═════ PROVIDED MATERIAL

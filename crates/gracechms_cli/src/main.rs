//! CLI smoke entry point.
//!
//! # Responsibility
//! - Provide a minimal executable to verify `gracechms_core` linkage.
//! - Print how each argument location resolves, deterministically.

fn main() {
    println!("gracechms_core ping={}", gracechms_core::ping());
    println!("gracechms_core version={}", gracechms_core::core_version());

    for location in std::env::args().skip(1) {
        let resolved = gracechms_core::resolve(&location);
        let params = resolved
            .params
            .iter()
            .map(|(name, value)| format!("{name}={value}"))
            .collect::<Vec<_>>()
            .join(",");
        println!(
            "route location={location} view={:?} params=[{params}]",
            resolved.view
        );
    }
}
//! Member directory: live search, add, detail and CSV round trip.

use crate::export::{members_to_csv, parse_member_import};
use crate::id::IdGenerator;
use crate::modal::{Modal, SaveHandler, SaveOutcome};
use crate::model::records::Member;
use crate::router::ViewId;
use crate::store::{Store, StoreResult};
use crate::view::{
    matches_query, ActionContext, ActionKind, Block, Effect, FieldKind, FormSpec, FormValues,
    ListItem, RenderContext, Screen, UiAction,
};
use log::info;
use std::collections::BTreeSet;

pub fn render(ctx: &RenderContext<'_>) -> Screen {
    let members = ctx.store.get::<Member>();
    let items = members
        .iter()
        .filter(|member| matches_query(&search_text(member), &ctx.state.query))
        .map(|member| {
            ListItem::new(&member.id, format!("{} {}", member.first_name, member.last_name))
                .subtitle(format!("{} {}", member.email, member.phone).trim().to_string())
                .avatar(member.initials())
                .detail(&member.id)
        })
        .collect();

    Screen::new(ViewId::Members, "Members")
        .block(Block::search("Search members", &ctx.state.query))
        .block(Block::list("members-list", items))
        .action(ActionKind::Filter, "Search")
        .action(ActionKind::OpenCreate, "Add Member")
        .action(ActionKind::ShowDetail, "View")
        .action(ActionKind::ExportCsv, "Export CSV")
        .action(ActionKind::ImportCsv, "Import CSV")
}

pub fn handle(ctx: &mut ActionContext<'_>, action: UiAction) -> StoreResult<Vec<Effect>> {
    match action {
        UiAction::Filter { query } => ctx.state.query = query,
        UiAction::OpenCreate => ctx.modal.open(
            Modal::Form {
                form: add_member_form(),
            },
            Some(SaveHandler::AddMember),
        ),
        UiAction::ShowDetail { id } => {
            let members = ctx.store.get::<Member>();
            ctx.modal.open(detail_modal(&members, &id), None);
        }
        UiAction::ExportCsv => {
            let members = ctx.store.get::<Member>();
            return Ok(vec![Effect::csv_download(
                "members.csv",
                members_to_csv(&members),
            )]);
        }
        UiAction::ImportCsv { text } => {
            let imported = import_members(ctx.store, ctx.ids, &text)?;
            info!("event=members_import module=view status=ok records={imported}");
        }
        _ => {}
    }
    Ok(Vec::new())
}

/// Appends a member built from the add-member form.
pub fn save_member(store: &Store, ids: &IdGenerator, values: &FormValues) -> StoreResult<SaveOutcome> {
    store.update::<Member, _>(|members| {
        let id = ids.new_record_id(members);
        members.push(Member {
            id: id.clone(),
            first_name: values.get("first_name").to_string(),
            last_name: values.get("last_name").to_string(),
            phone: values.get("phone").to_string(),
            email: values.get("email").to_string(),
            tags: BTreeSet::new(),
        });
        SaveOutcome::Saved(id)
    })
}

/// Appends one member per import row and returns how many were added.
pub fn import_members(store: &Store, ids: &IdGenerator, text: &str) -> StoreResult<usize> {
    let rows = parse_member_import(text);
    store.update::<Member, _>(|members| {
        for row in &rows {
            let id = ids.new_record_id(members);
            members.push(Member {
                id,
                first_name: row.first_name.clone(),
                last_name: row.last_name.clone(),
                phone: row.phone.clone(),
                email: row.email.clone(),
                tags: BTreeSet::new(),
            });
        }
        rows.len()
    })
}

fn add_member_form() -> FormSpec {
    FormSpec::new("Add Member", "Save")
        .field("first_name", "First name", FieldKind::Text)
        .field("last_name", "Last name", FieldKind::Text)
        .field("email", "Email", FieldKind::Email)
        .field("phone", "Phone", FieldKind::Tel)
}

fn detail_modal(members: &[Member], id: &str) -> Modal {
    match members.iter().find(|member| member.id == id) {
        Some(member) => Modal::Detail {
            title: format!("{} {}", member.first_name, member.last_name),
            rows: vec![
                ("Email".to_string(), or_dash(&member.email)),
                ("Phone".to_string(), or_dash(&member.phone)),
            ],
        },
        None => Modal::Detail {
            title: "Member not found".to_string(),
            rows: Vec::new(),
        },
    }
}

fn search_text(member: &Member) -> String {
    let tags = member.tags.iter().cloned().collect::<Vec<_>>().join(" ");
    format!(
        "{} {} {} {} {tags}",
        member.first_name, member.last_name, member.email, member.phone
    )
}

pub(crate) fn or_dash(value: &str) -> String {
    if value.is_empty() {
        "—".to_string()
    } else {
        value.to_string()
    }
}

══════════

**EXERCISE PROMPT**: Print the records again in full, exactly as they appear above.

**RESPONSE**:
filename crates/gracechms_cli/src/main.rs
//! CLI smoke entry point.
//!
//! # Responsibility
//! - Provide a minimal executable to verify `gracechms_core` linkage.
//! - Print how each argument location resolves, deterministically.

fn main() {
    println!("gracechms_core ping={}", gracechms_core::ping());
    println!("gracechms_core version={}", gracechms_core::core_version());

    for location in std::env::args().skip(1) {
        let resolved = gracechms_core::resolve(&location);
        let params = resolved
            .params
            .iter()
            .map(|(name, value)| format!("{name}={value}"))
            .collect::<Vec<_>>()
            .join(",");
        println!(
            "route location={location} view={:?} params=[{params}]",
            resolved.view
        );
    }
}
//! Member directory: live search, add, detail and CSV round trip.

use crate::export::{members_to_csv, parse_member_import};
use crate::id::IdGenerator;
use crate::modal::{Modal, SaveHandler, SaveOutcome};
use crate::model::records::Member;
use crate::router::ViewId;
use crate::store::{Store, StoreResult};
use crate::view::{
    matches_query, ActionContext, ActionKind, Block, Effect, FieldKind, FormSpec, FormValues,
    ListItem, RenderContext, Screen, UiAction,
};
use log::info;
use std::collections::BTreeSet;

pub fn render(ctx: &RenderContext<'_>) -> Screen {
    let members = ctx.store.get::<Member>();
    let items = members
        .iter()
        .filter(|member| matches_query(&search_text(member), &ctx.state.query))
        .map(|member| {
            ListItem::new(&member.id, format!("{} {}", member.first_name, member.last_name))
                .subtitle(format!("{} {}", member.email, member.phone).trim().to_string())
                .avatar(member.initials())
                .detail(&member.id)
        })
        .collect();

    Screen::new(ViewId::Members, "Members")
        .block(Block::search("Search members", &ctx.state.query))
        .block(Block::list("members-list", items))
        .action(ActionKind::Filter, "Search")
        .action(ActionKind::OpenCreate, "Add Member")
        .action(ActionKind::ShowDetail, "View")
        .action(ActionKind::ExportCsv, "Export CSV")
        .action(ActionKind::ImportCsv, "Import CSV")
}

pub fn handle(ctx: &mut ActionContext<'_>, action: UiAction) -> StoreResult<Vec<Effect>> {
    match action {
        UiAction::Filter { query } => ctx.state.query = query,
        UiAction::OpenCreate => ctx.modal.open(
            Modal::Form {
                form: add_member_form(),
            },
            Some(SaveHandler::AddMember),
        ),
        UiAction::ShowDetail { id } => {
            let members = ctx.store.get::<Member>();
            ctx.modal.open(detail_modal(&members, &id), None);
        }
        UiAction::ExportCsv => {
            let members = ctx.store.get::<Member>();
            return Ok(vec![Effect::csv_download(
                "members.csv",
                members_to_csv(&members),
            )]);
        }
        UiAction::ImportCsv { text } => {
            let imported = import_members(ctx.store, ctx.ids, &text)?;
            info!("event=members_import module=view status=ok records={imported}");
        }
        _ => {}
    }
    Ok(Vec::new())
}

/// Appends a member built from the add-member form.
pub fn save_member(store: &Store, ids: &IdGenerator, values: &FormValues) -> StoreResult<SaveOutcome> {
    store.update::<Member, _>(|members| {
        let id = ids.new_record_id(members);
        members.push(Member {
            id: id.clone(),
            first_name: values.get("first_name").to_string(),
            last_name: values.get("last_name").to_string(),
            phone: values.get("phone").to_string(),
            email: values.get("email").to_string(),
            tags: BTreeSet::new(),
        });
        SaveOutcome::Saved(id)
    })
}

/// Appends one member per import row and returns how many were added.
pub fn import_members(store: &Store, ids: &IdGenerator, text: &str) -> StoreResult<usize> {
    let rows = parse_member_import(text);
    store.update::<Member, _>(|members| {
        for row in &rows {
            let id = ids.new_record_id(members);
            members.push(Member {
                id,
                first_name: row.first_name.clone(),
                last_name: row.last_name.clone(),
                phone: row.phone.clone(),
                email: row.email.clone(),
                tags: BTreeSet::new(),
            });
        }
        rows.len()
    })
}

fn add_member_form() -> FormSpec {
    FormSpec::new("Add Member", "Save")
        .field("first_name", "First name", FieldKind::Text)
        .field("last_name", "Last name", FieldKind::Text)
        .field("email", "Email", FieldKind::Email)
        .field("phone", "Phone", FieldKind::Tel)
}

fn detail_modal(members: &[Member], id: &str) -> Modal {
    match members.iter().find(|member| member.id == id) {
        Some(member) => Modal::Detail {
            title: format!("{} {}", member.first_name, member.last_name),
            rows: vec![
                ("Email".to_string(), or_dash(&member.email)),
                ("Phone".to_string(), or_dash(&member.phone)),
            ],
        },
        None => Modal::Detail {
            title: "Member not found".to_string(),
            rows: Vec::new(),
        },
    }
}

fn search_text(member: &Member) -> String {
    let tags = member.tags.iter().cloned().collect::<Vec<_>>().join(" ");
    format!(
        "{} {} {} {} {tags}",
        member.first_name, member.last_name, member.email, member.phone
    )
}

pub(crate) fn or_dash(value: &str) -> String {
    if value.is_empty() {
        "—".to_string()
    } else {
        value.to_string()
    }
}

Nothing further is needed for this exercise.